**Record excerpts**
- - - -

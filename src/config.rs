//! Configuration loading and defaults for toolbelt.

use std::collections::HashMap;
use std::fs;
use std::path::{Path, PathBuf};

use anyhow::{Context, Result, bail};
use serde::{Deserialize, Serialize};

use crate::mcp::McpConfig;
use crate::tools::ProcessToolConfig;

const CONFIG_PATH_ENV: &str = "TOOLBELT_CONFIG";
const WORKSPACE_ENV: &str = "TOOLBELT_WORKSPACE";

// === Types ===

/// Contents of `config.toml`.
#[derive(Debug, Clone, Default, Deserialize, Serialize)]
pub struct Config {
    /// Root directory that relative tool and server directories resolve against.
    pub workspace: Option<PathBuf>,
    #[serde(default)]
    pub tools: HashMap<String, ProcessToolConfig>,
    #[serde(default)]
    pub mcp: McpConfig,
}

impl Config {
    /// Load configuration from disk and merge with environment overrides.
    ///
    /// An explicit `path` must exist; the default location may be absent, in
    /// which case an empty config is used.
    pub fn load(path: Option<PathBuf>) -> Result<Self> {
        let explicit = path.is_some() || env_value(CONFIG_PATH_ENV).is_some();
        let path = resolve_config_path(path, env_value(CONFIG_PATH_ENV));

        let mut config = match path.as_deref() {
            Some(path) if path.exists() => Self::from_file(path)?,
            Some(path) if explicit => {
                bail!("Config file not found: {}", path.display());
            }
            _ => Config::default(),
        };

        apply_env_overrides(&mut config, env_value);
        Ok(config)
    }

    pub fn from_file(path: &Path) -> Result<Self> {
        let contents = fs::read_to_string(path)
            .with_context(|| format!("Failed to read config file: {}", path.display()))?;
        let config: Config = toml::from_str(&contents)
            .with_context(|| format!("Failed to parse config file: {}", path.display()))?;
        tracing::debug!(path = %path.display(), tools = config.tools.len(), mcp_servers = config.mcp.servers.len(), "loaded config");
        Ok(config)
    }

    /// The workspace to run in: `override_dir` if given, else the configured
    /// one. It must be an existing directory.
    pub fn resolve_workspace(&self, override_dir: Option<PathBuf>) -> Result<PathBuf> {
        let Some(workspace) = override_dir.or_else(|| self.workspace.clone()) else {
            bail!(
                "No workspace configured; set `workspace` in the config, {WORKSPACE_ENV}, or pass --workspace"
            );
        };
        let workspace = expand_pathbuf(workspace);
        if !workspace.is_dir() {
            bail!("Workspace is not a directory: {}", workspace.display());
        }
        Ok(workspace)
    }
}

// === Defaults ===

pub fn default_config_path() -> Option<PathBuf> {
    dirs::home_dir().map(|home| home.join(".toolbelt").join("config.toml"))
}

fn resolve_config_path(explicit: Option<PathBuf>, from_env: Option<String>) -> Option<PathBuf> {
    if let Some(path) = explicit {
        return Some(expand_pathbuf(path));
    }
    if let Some(path) = from_env {
        return Some(expand_path(&path));
    }
    default_config_path()
}

fn expand_path(path: &str) -> PathBuf {
    let expanded = shellexpand::tilde(path);
    PathBuf::from(expanded.as_ref())
}

fn expand_pathbuf(path: PathBuf) -> PathBuf {
    if let Some(raw) = path.to_str() {
        return expand_path(raw);
    }
    path
}

// === Environment Overrides ===

fn env_value(key: &str) -> Option<String> {
    std::env::var(key)
        .ok()
        .map(|value| value.trim().to_string())
        .filter(|value| !value.is_empty())
}

fn apply_env_overrides(config: &mut Config, lookup: impl Fn(&str) -> Option<String>) {
    if let Some(value) = lookup(WORKSPACE_ENV) {
        config.workspace = Some(PathBuf::from(value));
    }
}

#[cfg(test)]
mod tests {
    use super::*;
    use crate::tools::ProcessToolKind;
    use pretty_assertions::assert_eq;
    use tempfile::tempdir;

    const SAMPLE: &str = r#"
        workspace = "/srv/project"

        [tools.git]
        command = "git"
        args = ["--no-pager"]
        working_dir = "repo"
        default_timeout = 60

        [tools.sh]
        kind = "bash"

        [mcp.timeouts]
        call_timeout = 7

        [mcp.servers.search]
        command = "node"
        args = ["server.js"]
        tools = ["web_search"]
    "#;

    #[test]
    fn parses_full_config() {
        let tmp = tempdir().expect("tempdir");
        let path = tmp.path().join("config.toml");
        fs::write(&path, SAMPLE).expect("write config");

        let config = Config::from_file(&path).unwrap();
        assert_eq!(config.workspace, Some(PathBuf::from("/srv/project")));

        let git = &config.tools["git"];
        assert_eq!(git.kind, ProcessToolKind::Process);
        assert_eq!(git.command.as_deref(), Some("git"));
        assert_eq!(git.args, vec!["--no-pager"]);
        assert_eq!(git.working_dir, Some(PathBuf::from("repo")));
        assert_eq!(git.default_timeout, Some(60));

        assert_eq!(config.tools["sh"].kind, ProcessToolKind::Bash);
        assert_eq!(config.mcp.timeouts.call_timeout, 7);
        assert_eq!(config.mcp.servers["search"].tools, vec!["web_search"]);
    }

    #[test]
    fn parse_errors_name_the_file() {
        let tmp = tempdir().expect("tempdir");
        let path = tmp.path().join("broken.toml");
        fs::write(&path, "tools = 3").expect("write config");

        let err = Config::from_file(&path).unwrap_err();
        assert!(format!("{err:#}").contains("broken.toml"));
    }

    #[test]
    fn empty_config_has_defaults() {
        let config: Config = toml::from_str("").unwrap();
        assert!(config.workspace.is_none());
        assert!(config.tools.is_empty());
        assert_eq!(config.mcp.timeouts.call_timeout, 5);
    }

    #[test]
    fn explicit_path_wins_over_env() {
        assert_eq!(
            resolve_config_path(Some(PathBuf::from("/a.toml")), Some("/b.toml".to_string())),
            Some(PathBuf::from("/a.toml"))
        );
        assert_eq!(
            resolve_config_path(None, Some("/b.toml".to_string())),
            Some(PathBuf::from("/b.toml"))
        );
    }

    #[test]
    fn workspace_env_override() {
        let mut config = Config {
            workspace: Some(PathBuf::from("/from/file")),
            ..Config::default()
        };
        apply_env_overrides(&mut config, |key| {
            (key == WORKSPACE_ENV).then(|| "/from/env".to_string())
        });
        assert_eq!(config.workspace, Some(PathBuf::from("/from/env")));

        apply_env_overrides(&mut config, |_| None);
        assert_eq!(config.workspace, Some(PathBuf::from("/from/env")));
    }

    #[test]
    fn workspace_must_exist() {
        let tmp = tempdir().expect("tempdir");
        let config = Config {
            workspace: Some(tmp.path().join("missing")),
            ..Config::default()
        };
        assert!(config.resolve_workspace(None).is_err());
        assert_eq!(
            config
                .resolve_workspace(Some(tmp.path().to_path_buf()))
                .unwrap(),
            tmp.path()
        );
        assert!(Config::default().resolve_workspace(None).is_err());
    }
}
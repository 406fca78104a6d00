//! Name-to-tool lookup built from configuration.

use std::collections::{BTreeMap, HashMap};
use std::path::Path;
use std::sync::Arc;

use anyhow::{Context, Result, bail};
use serde_json::Value;

use super::mcp::McpTool;
use super::process::{ProcessTool, ProcessToolConfig};
use super::spec::{ToolContext, ToolError, ToolResult, ToolSpec};
use crate::mcp::{McpConfig, McpTransport};

/// Tools by name, plus the context they execute in.
pub struct ToolRegistry {
    tools: BTreeMap<String, Arc<dyn ToolSpec>>,
    context: ToolContext,
}

impl ToolRegistry {
    pub fn get(&self, name: &str) -> Option<Arc<dyn ToolSpec>> {
        self.tools.get(name).cloned()
    }

    /// Every tool, ordered by name.
    pub fn all(&self) -> Vec<Arc<dyn ToolSpec>> {
        self.tools.values().cloned().collect()
    }

    pub fn names(&self) -> Vec<&str> {
        self.tools.keys().map(String::as_str).collect()
    }

    pub fn len(&self) -> usize {
        self.tools.len()
    }

    pub fn is_empty(&self) -> bool {
        self.tools.is_empty()
    }

    pub fn context(&self) -> &ToolContext {
        &self.context
    }

    pub async fn execute(&self, name: &str, input: Value) -> Result<ToolResult, ToolError> {
        let tool = self
            .get(name)
            .ok_or_else(|| ToolError::not_available(format!("Unknown tool '{name}'")))?;
        tracing::debug!(tool = name, "executing tool");
        tool.execute(input, &self.context).await
    }

    /// Close MCP sessions and terminate tracked background processes.
    pub async fn shutdown(&self) {
        for tool in self.tools.values() {
            tool.shutdown().await;
        }
        self.context.processes.terminate_all().await;
    }
}

#[derive(Default)]
pub struct ToolRegistryBuilder {
    tools: Vec<Arc<dyn ToolSpec>>,
}

impl ToolRegistryBuilder {
    pub fn new() -> Self {
        Self::default()
    }

    #[must_use]
    pub fn with_tool(mut self, tool: Arc<dyn ToolSpec>) -> Self {
        self.tools.push(tool);
        self
    }

    /// One Process or Bash tool per `[tools.<name>]` section.
    pub fn with_process_tools(
        mut self,
        tools: &HashMap<String, ProcessToolConfig>,
        workspace: &Path,
    ) -> Result<Self> {
        let mut names: Vec<&String> = tools.keys().collect();
        names.sort();
        for name in names {
            let tool = ProcessTool::from_config(name, &tools[name], workspace)
                .with_context(|| format!("Invalid configuration for tool '{name}'"))?;
            self.tools.push(Arc::new(tool));
        }
        Ok(self)
    }

    /// One tool per name in each enabled server's `tools` list; tools of the
    /// same server share its transport.
    pub fn with_mcp_tools(mut self, mcp: &McpConfig, workspace: &Path) -> Result<Self> {
        let mut servers: Vec<(&String, _)> = mcp.servers.iter().collect();
        servers.sort_by(|a, b| a.0.cmp(b.0));
        for (server_name, server) in servers {
            if server.disabled {
                tracing::debug!(server = %server_name, "skipping disabled MCP server");
                continue;
            }
            let launch = server
                .command_spec(server_name, workspace)
                .with_context(|| format!("Invalid configuration for MCP server '{server_name}'"))?;
            if server.tools.is_empty() {
                tracing::warn!(server = %server_name, "MCP server declares no tools");
                continue;
            }

            let transport = Arc::new(McpTransport::new(
                server_name.clone(),
                server.effective_call_timeout(&mcp.timeouts),
            ));
            for tool_name in &server.tools {
                self.tools.push(Arc::new(McpTool::new(
                    tool_name.clone(),
                    server_name.clone(),
                    launch.clone(),
                    Arc::clone(&transport),
                )));
            }
        }
        Ok(self)
    }

    /// Fails on duplicate tool names.
    pub fn build(self, context: ToolContext) -> Result<ToolRegistry> {
        let mut tools = BTreeMap::new();
        for tool in self.tools {
            let name = tool.name().to_string();
            if tools.insert(name.clone(), tool).is_some() {
                bail!("Tool name '{name}' is configured more than once");
            }
        }
        Ok(ToolRegistry { tools, context })
    }
}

- - - -

**Task requirements**
Your answer should be one number: how many lines of the material include the word "push".

**Your response**
3